Award-winning critic Barry Walters is a longtime contributor to Rolling Stone, Spin, the Village Voice, and many other publications. His interview with Prince a...more »

04.16.13
It ain't no back-to-basics reunion
2013 | Label: ISLAND RECORDS

Eight years ago, most pop-punk bands would have swallowed their pride and bubblegum to trade places with Fall Out Boy. But ever since 2008′s Folie à Deux, an expansive, swaggering disc rightly acclaimed by critics but received by many fans with a distaste ordinarily reserved for post-Green Album Weezer, even FOB hasn’t shown much interest in being FOB: Singer/tune-writer Patrick Stump reinvented himself as an R&B crooner with 2011′s even sharper Soul Punk, which, of course, really brought out the haters; guitarist Joe Trohman and drummer Andy Hurley went metal with the Damned Things, whose 2010 album Ironiclast completely bombed; lyricist/bassist Pete Wentz lost a guitarist and a singer before his electronic Black Cards could even release an album.

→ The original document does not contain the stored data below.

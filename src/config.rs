//! Configuration management for the IIIF delivery router.
//!
//! This module provides the command-line surface:
//! - `serve` (default): run the HTTP router
//! - `sign`: mint an access-cookie value for testing restricted assets
//! - `check`: validate the configuration files without starting a server
//!
//! # Example
//!
//! ```ignore
//! use clap::Parser;
//! use iiif_delivery_router::config::{Cli, Command};
//!
//! match Cli::parse().into_command() {
//!     Command::Serve(config) => println!("Listening on {}", config.bind_address()),
//!     Command::Sign(_) | Command::Check(_) => {}
//! }
//! ```
//!
//! # Environment Variables
//!
//! Serve options can be set via environment variables with the `IIIF_` prefix:
//!
//! - `IIIF_HOST` - Server bind address (default: 0.0.0.0)
//! - `IIIF_PORT` - Server port (default: 3000)
//! - `IIIF_METADATA_FILE` - JSON snapshot of customers, assets and header rules
//! - `IIIF_IMAGE_SERVER_CONFIG` - JSON map of backend path templates
//! - `IIIF_IMAGE_SERVER` - Tile backend (default: cantaloupe)
//! - `IIIF_SPECIAL_SERVER` - Whole-image backend (default: cantaloupe)
//! - `IIIF_DEFAULT_IMAGE_VERSION` - Version for unversioned paths (default: v3)
//! - `IIIF_THUMBS_PATH` - Thumbnail store prefix (default: thumbs)
//! - `IIIF_AUTH_SECRET` - HMAC secret for access cookies (required)
//! - `IIIF_COOKIE_NAME_FORMAT` - Access cookie name (default: dlcs-token-{customer})
//! - `IIIF_CORS_ORIGINS` - Allowed CORS origins, comma-separated

use std::path::PathBuf;

use clap::{Args, Parser, Subcommand, ValueEnum};

use crate::asset::StaticMetadataStore;
use crate::error::ConfigError;
use crate::iiif::ImageApiVersion;
use crate::routing::{ImageServerPathConfig, ImageServerType, RoutingSettings, DEFAULT_THUMBS_PATH};
use crate::server::auth::{AccessTokenSigner, CookieAccessValidator, DEFAULT_COOKIE_NAME_FORMAT};

// =============================================================================
// Default Values
// =============================================================================

/// Default server host.
pub const DEFAULT_HOST: &str = "0.0.0.0";

/// Default server port.
pub const DEFAULT_PORT: u16 = 3000;

/// Default lifetime of a signed access cookie (1 hour).
pub const DEFAULT_SIGN_TTL: u64 = 3600;

// =============================================================================
// CLI Arguments
// =============================================================================

/// IIIF delivery router - decides where each IIIF Image API request is served from.
#[derive(Parser, Debug, Clone)]
#[command(name = "iiif-delivery-router")]
#[command(author, version, about, long_about = None)]
#[command(args_conflicts_with_subcommands = true)]
pub struct Cli {
    #[command(subcommand)]
    pub command: Option<Command>,

    /// Options for the default `serve` command
    #[command(flatten)]
    pub serve: ServeConfig,
}

impl Cli {
    /// The selected command, `serve` when none is given.
    pub fn into_command(self) -> Command {
        self.command.unwrap_or(Command::Serve(self.serve))
    }
}

#[derive(Subcommand, Debug, Clone)]
pub enum Command {
    /// Run the HTTP router (default)
    Serve(ServeConfig),

    /// Mint a signed access-cookie value
    Sign(SignConfig),

    /// Validate configuration files and print what would be served
    Check(CheckConfig),
}

// =============================================================================
// Serve
// =============================================================================

#[derive(Args, Debug, Clone)]
pub struct ServeConfig {
    // =========================================================================
    // Server Configuration
    // =========================================================================
    /// Host address to bind the server to.
    #[arg(long, default_value = DEFAULT_HOST, env = "IIIF_HOST")]
    pub host: String,

    /// Port to listen on.
    #[arg(short, long, default_value_t = DEFAULT_PORT, env = "IIIF_PORT")]
    pub port: u16,

    // =========================================================================
    // Routing Configuration
    // =========================================================================
    /// JSON snapshot with customers, assets and custom header rules.
    ///
    /// If not specified, every request resolves to 404.
    #[arg(long, env = "IIIF_METADATA_FILE")]
    pub metadata_file: Option<PathBuf>,

    /// JSON map of image server backends to their path templates.
    ///
    /// If not specified, built-in Cantaloupe and IIPImage templates are used.
    #[arg(long, env = "IIIF_IMAGE_SERVER_CONFIG")]
    pub image_server_config: Option<PathBuf>,

    /// Backend serving tile requests.
    #[arg(long, value_enum, default_value_t = ImageServerType::Cantaloupe, env = "IIIF_IMAGE_SERVER")]
    pub image_server: ImageServerType,

    /// Backend whose templates address whole-image requests.
    #[arg(long, value_enum, default_value_t = ImageServerType::Cantaloupe, env = "IIIF_SPECIAL_SERVER")]
    pub special_server: ImageServerType,

    /// IIIF Image API version assumed for paths without a version segment.
    #[arg(long, value_enum, default_value_t = ImageApiVersion::V3, env = "IIIF_DEFAULT_IMAGE_VERSION")]
    pub default_image_version: ImageApiVersion,

    /// Path prefix of the thumbnail store.
    #[arg(long, default_value = DEFAULT_THUMBS_PATH, env = "IIIF_THUMBS_PATH")]
    pub thumbs_path: String,

    // =========================================================================
    // Authentication Configuration
    // =========================================================================
    /// Secret key for HMAC-SHA256 signed access cookies.
    #[arg(long, env = "IIIF_AUTH_SECRET")]
    pub auth_secret: Option<String>,

    /// Access cookie name; `{customer}` is replaced by the customer id.
    #[arg(long, default_value = DEFAULT_COOKIE_NAME_FORMAT, env = "IIIF_COOKIE_NAME_FORMAT")]
    pub cookie_name_format: String,

    // =========================================================================
    // CORS Configuration
    // =========================================================================
    /// Allowed CORS origins (comma-separated).
    ///
    /// If not specified, allows any origin.
    #[arg(long, env = "IIIF_CORS_ORIGINS", value_delimiter = ',')]
    pub cors_origins: Option<Vec<String>>,

    // =========================================================================
    // Logging Configuration
    // =========================================================================
    /// Enable verbose logging (debug level).
    #[arg(short, long, default_value_t = false)]
    pub verbose: bool,

    /// Disable request tracing.
    #[arg(long, default_value_t = false)]
    pub no_tracing: bool,
}

impl ServeConfig {
    /// Validate the configuration and return an error message if invalid.
    pub fn validate(&self) -> Result<(), String> {
        match self.auth_secret.as_deref() {
            None | Some("") => {
                return Err("No access cookie secret provided. \
                     Set --auth-secret or IIIF_AUTH_SECRET"
                    .to_string());
            }
            Some(_) => {}
        }

        if !self.cookie_name_format.contains("{customer}") {
            return Err("cookie_name_format must contain {customer}".to_string());
        }

        if self.default_image_version == ImageApiVersion::V1 {
            return Err("default_image_version must be v2 or v3".to_string());
        }

        if self.thumbs_path.trim_matches('/').is_empty() {
            return Err("thumbs_path cannot be empty".to_string());
        }

        Ok(())
    }

    /// Get the server bind address as "host:port".
    pub fn bind_address(&self) -> String {
        format!("{}:{}", self.host, self.port)
    }

    /// Load the backend path templates, falling back to the built-in set.
    pub fn load_image_server_config(&self) -> Result<ImageServerPathConfig, ConfigError> {
        load_image_server_config(self.image_server_config.as_ref())
    }

    /// Load the metadata snapshot, or an empty store when none is configured.
    pub fn load_metadata(&self) -> Result<StaticMetadataStore, ConfigError> {
        load_metadata(self.metadata_file.as_ref())
    }

    /// Build the routing settings over the given backend templates.
    ///
    /// Fails if a selected backend is missing from `config`.
    pub fn routing_settings(&self, config: ImageServerPathConfig) -> Result<RoutingSettings, ConfigError> {
        let settings = RoutingSettings::new(config)
            .with_image_server(self.image_server)
            .with_special_server(self.special_server)
            .with_default_version(self.default_image_version)
            .with_thumbs_path(self.thumbs_path.as_str());
        settings.validate().map_err(ConfigError::Invalid)?;
        Ok(settings)
    }

    /// Build the cookie validator (call validate() first).
    pub fn access_validator(&self) -> CookieAccessValidator {
        let secret = self.auth_secret.as_deref().unwrap_or_default();
        CookieAccessValidator::new(AccessTokenSigner::new(secret))
            .with_cookie_name_format(self.cookie_name_format.as_str())
    }
}

fn load_image_server_config(path: Option<&PathBuf>) -> Result<ImageServerPathConfig, ConfigError> {
    match path {
        Some(path) => ImageServerPathConfig::from_file(path),
        None => Ok(ImageServerPathConfig::default()),
    }
}

fn load_metadata(path: Option<&PathBuf>) -> Result<StaticMetadataStore, ConfigError> {
    match path {
        Some(path) => StaticMetadataStore::from_file(path),
        None => Ok(StaticMetadataStore::new()),
    }
}

// =============================================================================
// Sign
// =============================================================================

/// Output format of the `sign` command.
#[derive(ValueEnum, Debug, Clone, Copy, PartialEq, Eq, Default)]
pub enum SignOutputFormat {
    /// Bare cookie value
    #[default]
    Value,
    /// `Cookie: name=value` header line
    Header,
    /// JSON object with name, value, expiry and roles
    Json,
}

#[derive(Args, Debug, Clone)]
pub struct SignConfig {
    /// Customer id the cookie is issued for.
    #[arg(short, long)]
    pub customer: u32,

    /// Roles granted by the cookie (comma-separated).
    #[arg(short, long, value_delimiter = ',', required = true)]
    pub roles: Vec<String>,

    /// Secret key shared with the server.
    #[arg(short, long, env = "IIIF_AUTH_SECRET")]
    pub secret: String,

    /// Cookie lifetime in seconds.
    #[arg(short, long, default_value_t = DEFAULT_SIGN_TTL)]
    pub ttl: u64,

    /// Access cookie name; `{customer}` is replaced by the customer id.
    #[arg(long, default_value = DEFAULT_COOKIE_NAME_FORMAT, env = "IIIF_COOKIE_NAME_FORMAT")]
    pub cookie_name_format: String,

    /// Output format.
    #[arg(short, long, value_enum, default_value_t = SignOutputFormat::Value)]
    pub format: SignOutputFormat,
}

impl SignConfig {
    pub fn validate(&self) -> Result<(), String> {
        if self.secret.is_empty() {
            return Err("Secret cannot be empty".to_string());
        }
        if self.ttl == 0 {
            return Err("TTL must be greater than 0".to_string());
        }
        if self.roles.iter().any(|r| r.trim().is_empty()) {
            return Err("Roles cannot be empty".to_string());
        }
        if !self.cookie_name_format.contains("{customer}") {
            return Err("cookie_name_format must contain {customer}".to_string());
        }
        Ok(())
    }

    pub fn cookie_name(&self) -> String {
        self.cookie_name_format
            .replace("{customer}", &self.customer.to_string())
    }
}

// =============================================================================
// Check
// =============================================================================

#[derive(Args, Debug, Clone)]
pub struct CheckConfig {
    /// JSON snapshot with customers, assets and custom header rules.
    #[arg(long, env = "IIIF_METADATA_FILE")]
    pub metadata_file: Option<PathBuf>,

    /// JSON map of image server backends to their path templates.
    #[arg(long, env = "IIIF_IMAGE_SERVER_CONFIG")]
    pub image_server_config: Option<PathBuf>,

    /// Backend serving tile requests.
    #[arg(long, value_enum, default_value_t = ImageServerType::Cantaloupe, env = "IIIF_IMAGE_SERVER")]
    pub image_server: ImageServerType,

    /// Backend whose templates address whole-image requests.
    #[arg(long, value_enum, default_value_t = ImageServerType::Cantaloupe, env = "IIIF_SPECIAL_SERVER")]
    pub special_server: ImageServerType,

    /// Enable verbose output.
    #[arg(short, long, default_value_t = false)]
    pub verbose: bool,
}

impl CheckConfig {
    pub fn load_image_server_config(&self) -> Result<ImageServerPathConfig, ConfigError> {
        load_image_server_config(self.image_server_config.as_ref())
    }

    pub fn load_metadata(&self) -> Result<StaticMetadataStore, ConfigError> {
        load_metadata(self.metadata_file.as_ref())
    }
}

// =============================================================================
// Tests
// =============================================================================
//! Delivery-time routing of IIIF image requests.
//!
//! For each request the router decides whether the caller may see the
//! requested rendition and which backend should produce it:
//!
//! - **Thumbs**: pre-rendered thumbnail store, for exact open-thumb sizes
//! - **SpecialServer**: whole-image transforms of the full region
//! - **ImageServer**: tile requests, and full requests needing reingest
//!
//! The decision logic ([`classify_access`], [`resolve_destination`],
//! [`merge_custom_headers`]) is pure; [`ImageRequestRouter`] wires it to the
//! collaborators.

mod access;
mod destination;
mod handler;
mod headers;
mod image_server;
mod outcome;
mod settings;

pub use access::{classify_access, AccessClass, AccessDecision, AccessGate};
pub use destination::resolve_destination;
pub use handler::ImageRequestRouter;
pub use headers::{
    apply_headers, merge_custom_headers, CACHE_CONTROL, PRIVATE_CACHE_CONTROL, PUBLIC_CACHE_CONTROL,
};
pub use image_server::{
    expand_path_template, ImageServerConfig, ImageServerPathConfig, ImageServerPathResolver,
    ImageServerType, VersionResolution,
};
pub use outcome::{ProxyAction, ProxyDestination, RoutingOutcome, TerminalStatus};
pub use settings::{RoutingSettings, DEFAULT_THUMBS_PATH};
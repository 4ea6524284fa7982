//! Asset delivery metadata and the collaborators that supply it.
//!
//! The router never owns asset state. It reads an [`OrchestrationAsset`]
//! snapshot per request through [`AssetTracker`], resolves customers through
//! [`CustomerPathResolver`], reads header policy through
//! [`CustomHeaderStore`] and performs full access checks through
//! [`AssetAccessValidator`].
//!
//! [`StaticMetadataStore`] implements the read-only lookups over a JSON
//! snapshot, which is what the binary serves from.

mod snapshot;
mod source;
mod types;

pub use snapshot::StaticMetadataStore;
pub use source::{AssetAccessValidator, AssetTracker, CustomHeaderStore, CustomerPathResolver};
pub use types::{
    AssetAccessResult, AssetId, AuthMechanism, CustomHeaderRule, CustomerPathElement,
    DeliveryChannels, OrchestrationAsset, OrchestrationStatus, RequestCredentials,
};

So Fall Out Boy are back with a chip on their shoulders and mixed messages in their music: They’re pissed at the folks who wouldn’t accept deviations from their original sound, yet suddenly they’re out to rescue it, as if they’re now the sole emo survivors. “How’d it get to be only me?/ Like I’m the last damn kid still kicking that still believes,” Stump sings in the final, title track featuring an Elton John as strikingly solemn as… read more »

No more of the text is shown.